> [Supplied information]
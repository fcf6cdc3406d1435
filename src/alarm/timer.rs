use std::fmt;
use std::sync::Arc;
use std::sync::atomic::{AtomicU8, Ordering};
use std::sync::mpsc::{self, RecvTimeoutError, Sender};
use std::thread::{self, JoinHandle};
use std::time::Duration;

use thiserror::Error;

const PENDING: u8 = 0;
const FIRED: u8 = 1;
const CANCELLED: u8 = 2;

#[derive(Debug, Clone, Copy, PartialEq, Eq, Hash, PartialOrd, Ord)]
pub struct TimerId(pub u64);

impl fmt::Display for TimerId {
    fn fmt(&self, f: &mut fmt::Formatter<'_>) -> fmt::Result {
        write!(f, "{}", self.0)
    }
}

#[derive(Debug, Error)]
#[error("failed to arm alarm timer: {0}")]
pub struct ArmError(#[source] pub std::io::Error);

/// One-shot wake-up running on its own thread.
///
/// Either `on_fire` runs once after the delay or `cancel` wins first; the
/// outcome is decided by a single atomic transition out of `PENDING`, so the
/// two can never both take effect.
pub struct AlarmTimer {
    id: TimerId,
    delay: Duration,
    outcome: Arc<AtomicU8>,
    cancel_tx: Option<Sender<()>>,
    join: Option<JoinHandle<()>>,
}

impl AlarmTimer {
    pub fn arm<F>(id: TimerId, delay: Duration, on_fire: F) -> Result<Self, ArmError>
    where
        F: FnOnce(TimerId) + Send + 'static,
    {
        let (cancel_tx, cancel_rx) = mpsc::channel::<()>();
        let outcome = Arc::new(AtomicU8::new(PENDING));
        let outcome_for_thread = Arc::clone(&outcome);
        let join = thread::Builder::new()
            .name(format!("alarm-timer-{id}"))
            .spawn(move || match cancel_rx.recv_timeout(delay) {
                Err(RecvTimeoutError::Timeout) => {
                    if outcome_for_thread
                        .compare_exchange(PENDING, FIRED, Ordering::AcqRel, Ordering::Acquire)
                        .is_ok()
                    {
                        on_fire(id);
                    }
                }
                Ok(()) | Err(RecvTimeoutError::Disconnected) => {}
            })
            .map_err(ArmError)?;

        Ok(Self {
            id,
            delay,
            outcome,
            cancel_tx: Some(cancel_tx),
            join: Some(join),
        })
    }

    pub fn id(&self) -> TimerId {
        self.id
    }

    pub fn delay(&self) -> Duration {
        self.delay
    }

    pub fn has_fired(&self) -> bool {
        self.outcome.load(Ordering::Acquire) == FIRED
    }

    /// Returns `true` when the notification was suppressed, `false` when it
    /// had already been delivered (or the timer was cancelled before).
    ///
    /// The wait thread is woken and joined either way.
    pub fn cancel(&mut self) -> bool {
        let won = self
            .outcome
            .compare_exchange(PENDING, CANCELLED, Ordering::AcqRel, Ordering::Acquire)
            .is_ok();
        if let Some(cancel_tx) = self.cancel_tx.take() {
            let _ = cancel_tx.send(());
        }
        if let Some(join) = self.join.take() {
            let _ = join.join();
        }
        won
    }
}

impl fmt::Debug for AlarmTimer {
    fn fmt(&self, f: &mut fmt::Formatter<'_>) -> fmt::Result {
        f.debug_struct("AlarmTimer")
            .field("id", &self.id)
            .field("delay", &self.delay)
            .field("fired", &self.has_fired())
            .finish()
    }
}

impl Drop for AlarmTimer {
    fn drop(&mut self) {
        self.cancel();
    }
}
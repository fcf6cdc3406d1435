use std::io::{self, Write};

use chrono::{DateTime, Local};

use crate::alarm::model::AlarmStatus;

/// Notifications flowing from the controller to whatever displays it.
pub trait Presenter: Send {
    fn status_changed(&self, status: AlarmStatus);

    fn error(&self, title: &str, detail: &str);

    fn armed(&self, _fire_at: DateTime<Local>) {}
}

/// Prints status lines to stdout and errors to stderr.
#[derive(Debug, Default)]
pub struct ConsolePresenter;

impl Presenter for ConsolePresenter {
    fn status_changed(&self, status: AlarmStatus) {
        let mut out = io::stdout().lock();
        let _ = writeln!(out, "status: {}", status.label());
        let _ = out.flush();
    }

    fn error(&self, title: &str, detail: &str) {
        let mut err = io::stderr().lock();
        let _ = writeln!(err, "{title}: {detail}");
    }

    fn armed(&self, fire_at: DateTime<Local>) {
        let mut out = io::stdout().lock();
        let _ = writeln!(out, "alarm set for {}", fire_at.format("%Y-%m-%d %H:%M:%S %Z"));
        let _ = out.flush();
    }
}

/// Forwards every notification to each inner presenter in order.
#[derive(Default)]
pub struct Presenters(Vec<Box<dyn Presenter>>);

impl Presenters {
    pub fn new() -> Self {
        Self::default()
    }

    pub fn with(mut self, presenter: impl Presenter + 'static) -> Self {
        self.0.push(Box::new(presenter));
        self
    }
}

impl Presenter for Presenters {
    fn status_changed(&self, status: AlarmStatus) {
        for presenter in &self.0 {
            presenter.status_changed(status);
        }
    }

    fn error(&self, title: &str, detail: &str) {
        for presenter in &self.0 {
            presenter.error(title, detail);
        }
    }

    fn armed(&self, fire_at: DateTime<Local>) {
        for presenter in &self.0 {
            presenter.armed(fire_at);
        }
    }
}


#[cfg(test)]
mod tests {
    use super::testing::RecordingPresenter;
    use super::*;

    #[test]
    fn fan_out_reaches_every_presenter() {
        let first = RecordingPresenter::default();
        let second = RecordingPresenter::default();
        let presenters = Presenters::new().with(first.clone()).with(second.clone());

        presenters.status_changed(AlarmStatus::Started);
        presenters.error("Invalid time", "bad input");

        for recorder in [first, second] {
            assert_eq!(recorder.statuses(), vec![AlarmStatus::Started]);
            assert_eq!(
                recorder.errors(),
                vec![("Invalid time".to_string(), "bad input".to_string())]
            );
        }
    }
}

> [Brief] Exactly as written, repeat the lines from the start of the listing through the line containing "const CANCELLED: u8 = 2;", both included.

> [Output of the exercise]
repository fcf6cdc3406d1435
filename src/alarm/timer.rs
use std::fmt;
use std::sync::Arc;
use std::sync::atomic::{AtomicU8, Ordering};
use std::sync::mpsc::{self, RecvTimeoutError, Sender};
use std::thread::{self, JoinHandle};
use std::time::Duration;

use thiserror::Error;

const PENDING: u8 = 0;
const FIRED: u8 = 1;
const CANCELLED: u8 = 2;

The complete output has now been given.